_Assignment_
Every line from the start of the records below to the line containing "assert_eq!(first.index, 0);" should be retyped exactly, that line included, and no others.

_Supplied information_
####################

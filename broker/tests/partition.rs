mod common;

use broker::partitions::partition::{Partition, PartitionItem};
use broker::timestamp::timestamp_ms;
use broker::BrokerError;
use common::TestSetup;

fn item(value: &[u8]) -> PartitionItem {
    PartitionItem {
        value: value.to_vec(),
        timestamp: timestamp_ms(),
    }
}

fn aged_item(value: &[u8], age_ms: u64) -> PartitionItem {
    PartitionItem {
        value: value.to_vec(),
        timestamp: timestamp_ms() - age_ms,
    }
}

async fn open_partition(setup: &TestSetup) -> Partition {
    Partition::open("events", 0, &setup.config.global.data_dir, true).unwrap()
}

#[tokio::test]
async fn append_assigns_consecutive_indexes() {
    let setup = TestSetup::init(1).await;
    let partition = open_partition(&setup).await;

    for expected in 0..4 {
        let index = partition.append(&item(b"payload")).await.unwrap();
        assert_eq!(index, expected);
    }
    assert_eq!(partition.head_index().await.unwrap(), Some(3));
}

#[tokio::test]
async fn group_read_starts_after_the_committed_offset() {
    let setup = TestSetup::init(1).await;
    let partition = open_partition(&setup).await;
    partition.append(&item(b"a")).await.unwrap();
    partition.append(&item(b"b")).await.unwrap();

    // Without a commit, reads keep returning the first message.
    let first = partition.get("group", None).await.unwrap().unwrap();
    assert_eq!(first.index, 0);
    assert_eq!(first.value, b"a");
    let again = partition.get("group", None).await.unwrap().unwrap();
    assert_eq!(again.index, 0);
    assert_eq!(partition.committed_offset("group").await.unwrap(), None);

    partition.commit(0, "group").await.unwrap();
    let second = partition.get("group", None).await.unwrap().unwrap();
    assert_eq!(second.index, 1);
    assert_eq!(second.value, b"b");

    partition.commit(1, "group").await.unwrap();
    assert_eq!(partition.get("group", None).await.unwrap(), None);
}

#[tokio::test]
async fn explicit_index_reads_do_not_move_offsets() {
    let setup = TestSetup::init(1).await;
    let partition = open_partition(&setup).await;
    partition.append(&item(b"a")).await.unwrap();
    partition.append(&item(b"b")).await.unwrap();

    let polled = partition.get("group", Some(1)).await.unwrap().unwrap();
    assert_eq!(polled.index, 1);
    assert_eq!(polled.value, b"b");
    assert_eq!(partition.get("group", Some(7)).await.unwrap(), None);
    assert_eq!(partition.committed_offset("group").await.unwrap(), None);
}

#[tokio::test]
async fn commits_must_arrive_in_order() {
    let setup = TestSetup::init(1).await;
    let partition = open_partition(&setup).await;
    partition.append(&item(b"x")).await.unwrap();

    partition.commit(0, "group").await.unwrap();

    let repeated = partition.commit(0, "group").await.unwrap_err();
    assert!(matches!(
        repeated,
        BrokerError::OutOfOrderCommit {
            offset: 0,
            expected: 1
        }
    ));
    assert_eq!(
        repeated.to_string(),
        "trying to commit offset 0 but 1 was expected"
    );

    // Nothing was appended at index 1 yet, so it cannot be committed.
    let premature = partition.commit(1, "group").await.unwrap_err();
    assert!(matches!(
        premature,
        BrokerError::CommitBeyondHead { offset: 1 }
    ));

    partition.append(&item(b"y")).await.unwrap();
    partition.commit(1, "group").await.unwrap();
    assert_eq!(partition.committed_offset("group").await.unwrap(), Some(1));
}

#[tokio::test]
async fn groups_commit_independently() {
    let setup = TestSetup::init(1).await;
    let partition = open_partition(&setup).await;
    partition.append(&item(b"a")).await.unwrap();
    partition.append(&item(b"b")).await.unwrap();

    partition.commit(0, "alpha").await.unwrap();
    partition.commit(1, "alpha").await.unwrap();

    let beta = partition.get("beta", None).await.unwrap().unwrap();
    assert_eq!(beta.index, 0);
    assert_eq!(partition.committed_offset("alpha").await.unwrap(), Some(1));
    assert_eq!(partition.committed_offset("beta").await.unwrap(), None);
}

#[tokio::test]
async fn set_offset_clamps_to_the_head() {
    let setup = TestSetup::init(1).await;
    let partition = open_partition(&setup).await;
    for value in [b"a", b"b", b"c", b"d", b"e"] {
        partition.append(&item(value)).await.unwrap();
    }

    partition.set_offset("group", 999).await.unwrap();
    assert_eq!(partition.committed_offset("group").await.unwrap(), Some(4));
    assert_eq!(partition.get("group", None).await.unwrap(), None);

    partition.set_offset("group", 1).await.unwrap();
    let polled = partition.get("group", None).await.unwrap().unwrap();
    assert_eq!(polled.index, 2);
    assert_eq!(polled.value, b"c");
}

#[tokio::test]
async fn set_offset_on_an_empty_log_clears_the_entry() {
    let setup = TestSetup::init(1).await;
    let partition = open_partition(&setup).await;

    partition.set_offset("group", 3).await.unwrap();
    assert_eq!(partition.committed_offset("group").await.unwrap(), None);
    assert_eq!(partition.get("group", None).await.unwrap(), None);
}

#[tokio::test]
async fn prune_deletes_the_expired_prefix_and_reads_skip_the_hole() {
    let setup = TestSetup::init(1).await;
    let partition = open_partition(&setup).await;
    partition.append(&aged_item(b"a", 10_000)).await.unwrap();
    partition.append(&aged_item(b"b", 10_000)).await.unwrap();
    partition.append(&aged_item(b"c", 10_000)).await.unwrap();

    let pruned = partition.prune(1).await.unwrap();
    assert_eq!(pruned, 3);

    // The head survives the prune; the reader fast-forwards over the hole
    // up to it and ends with the read position at the head.
    assert_eq!(partition.head_index().await.unwrap(), Some(2));
    assert_eq!(partition.get("group", None).await.unwrap(), None);
    assert_eq!(partition.committed_offset("group").await.unwrap(), Some(1));

    let index = partition.append(&item(b"d")).await.unwrap();
    assert_eq!(index, 3);
    let polled = partition.get("group", None).await.unwrap().unwrap();
    assert_eq!(polled.index, 3);
    assert_eq!(polled.value, b"d");
}

#[tokio::test]
async fn prune_stops_at_the_first_fresh_message() {
    let setup = TestSetup::init(1).await;
    let partition = open_partition(&setup).await;
    partition.append(&aged_item(b"stale", 60_000)).await.unwrap();
    partition.append(&aged_item(b"young", 5_000)).await.unwrap();
    partition.append(&item(b"fresh")).await.unwrap();

    let pruned = partition.prune(30).await.unwrap();
    assert_eq!(pruned, 1);

    let polled = partition.get("group", None).await.unwrap().unwrap();
    assert_eq!(polled.index, 1);
    assert_eq!(polled.value, b"young");
}

#[tokio::test]
async fn prune_with_zero_ttl_is_a_no_op() {
    let setup = TestSetup::init(1).await;
    let partition = open_partition(&setup).await;
    partition.append(&aged_item(b"old", 600_000)).await.unwrap();

    assert_eq!(partition.prune(0).await.unwrap(), 0);
    assert!(partition.get("group", None).await.unwrap().is_some());
}

#[tokio::test]
async fn offsets_survive_reopening_the_partition() {
    let setup = TestSetup::init(1).await;
    {
        let partition = open_partition(&setup).await;
        partition.append(&item(b"a")).await.unwrap();
        partition.append(&item(b"b")).await.unwrap();
        partition.commit(0, "group").await.unwrap();
    }

    let reopened = Partition::open("events", 0, &setup.config.global.data_dir, false).unwrap();
    assert_eq!(reopened.head_index().await.unwrap(), Some(1));
    assert_eq!(reopened.committed_offset("group").await.unwrap(), Some(0));
    let polled = reopened.get("group", None).await.unwrap().unwrap();
    assert_eq!(polled.index, 1);
}

#[tokio::test]
async fn opening_a_missing_partition_without_create_fails() {
    let setup = TestSetup::init(1).await;
    let error = Partition::open("events", 7, &setup.config.global.data_dir, false).unwrap_err();
    assert!(matches!(
        error,
        BrokerError::PartitionNotFound { partition: 7, .. }
    ));
}

#[tokio::test]
async fn legacy_double_packed_values_still_decode() {
    let setup = TestSetup::init(1).await;
    let path = setup.config.partition_path("events", 0);
    {
        // A legacy writer packed the item map, then stored that buffer
        // packed once more as a raw byte string.
        let store = sled::open(&path).unwrap();
        let inner = rmp_serde::to_vec_named(&PartitionItem {
            value: b"legacy".to_vec(),
            timestamp: timestamp_ms(),
        })
        .unwrap();
        let wrapped = rmp_serde::to_vec(&serde_bytes::ByteBuf::from(inner)).unwrap();
        let mut key = vec![0u8];
        key.extend_from_slice(&0u64.to_be_bytes());
        store.insert(key, wrapped).unwrap();
        store.insert([1u8], &0u64.to_be_bytes()).unwrap();
        store.flush().unwrap();
    }

    let partition = Partition::open("events", 0, &setup.config.global.data_dir, false).unwrap();
    let polled = partition.get("group", None).await.unwrap().unwrap();
    assert_eq!(polled.index, 0);
    assert_eq!(polled.value, b"legacy");
}

#[tokio::test]
async fn append_fails_once_the_index_space_is_exhausted() {
    let setup = TestSetup::init(1).await;
    let path = setup.config.partition_path("events", 0);
    {
        let store = sled::open(&path).unwrap();
        store.insert([1u8], &u64::MAX.to_be_bytes()).unwrap();
        store.flush().unwrap();
    }

    let partition = Partition::open("events", 0, &setup.config.global.data_dir, false).unwrap();
    let error = partition.append(&item(b"overflow")).await.unwrap_err();
    assert!(matches!(error, BrokerError::CapacityExceeded));
}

####################

_Result of the exercise_
filename broker/tests/partition.rs
mod common;

use broker::partitions::partition::{Partition, PartitionItem};
use broker::timestamp::timestamp_ms;
use broker::BrokerError;
use common::TestSetup;

fn item(value: &[u8]) -> PartitionItem {
    PartitionItem {
        value: value.to_vec(),
        timestamp: timestamp_ms(),
    }
}

fn aged_item(value: &[u8], age_ms: u64) -> PartitionItem {
    PartitionItem {
        value: value.to_vec(),
        timestamp: timestamp_ms() - age_ms,
    }
}

async fn open_partition(setup: &TestSetup) -> Partition {
    Partition::open("events", 0, &setup.config.global.data_dir, true).unwrap()
}

#[tokio::test]
async fn append_assigns_consecutive_indexes() {
    let setup = TestSetup::init(1).await;
    let partition = open_partition(&setup).await;

    for expected in 0..4 {
        let index = partition.append(&item(b"payload")).await.unwrap();
        assert_eq!(index, expected);
    }
    assert_eq!(partition.head_index().await.unwrap(), Some(3));
}

#[tokio::test]
async fn group_read_starts_after_the_committed_offset() {
    let setup = TestSetup::init(1).await;
    let partition = open_partition(&setup).await;
    partition.append(&item(b"a")).await.unwrap();
    partition.append(&item(b"b")).await.unwrap();

    // Without a commit, reads keep returning the first message.
    let first = partition.get("group", None).await.unwrap().unwrap();
    assert_eq!(first.index, 0);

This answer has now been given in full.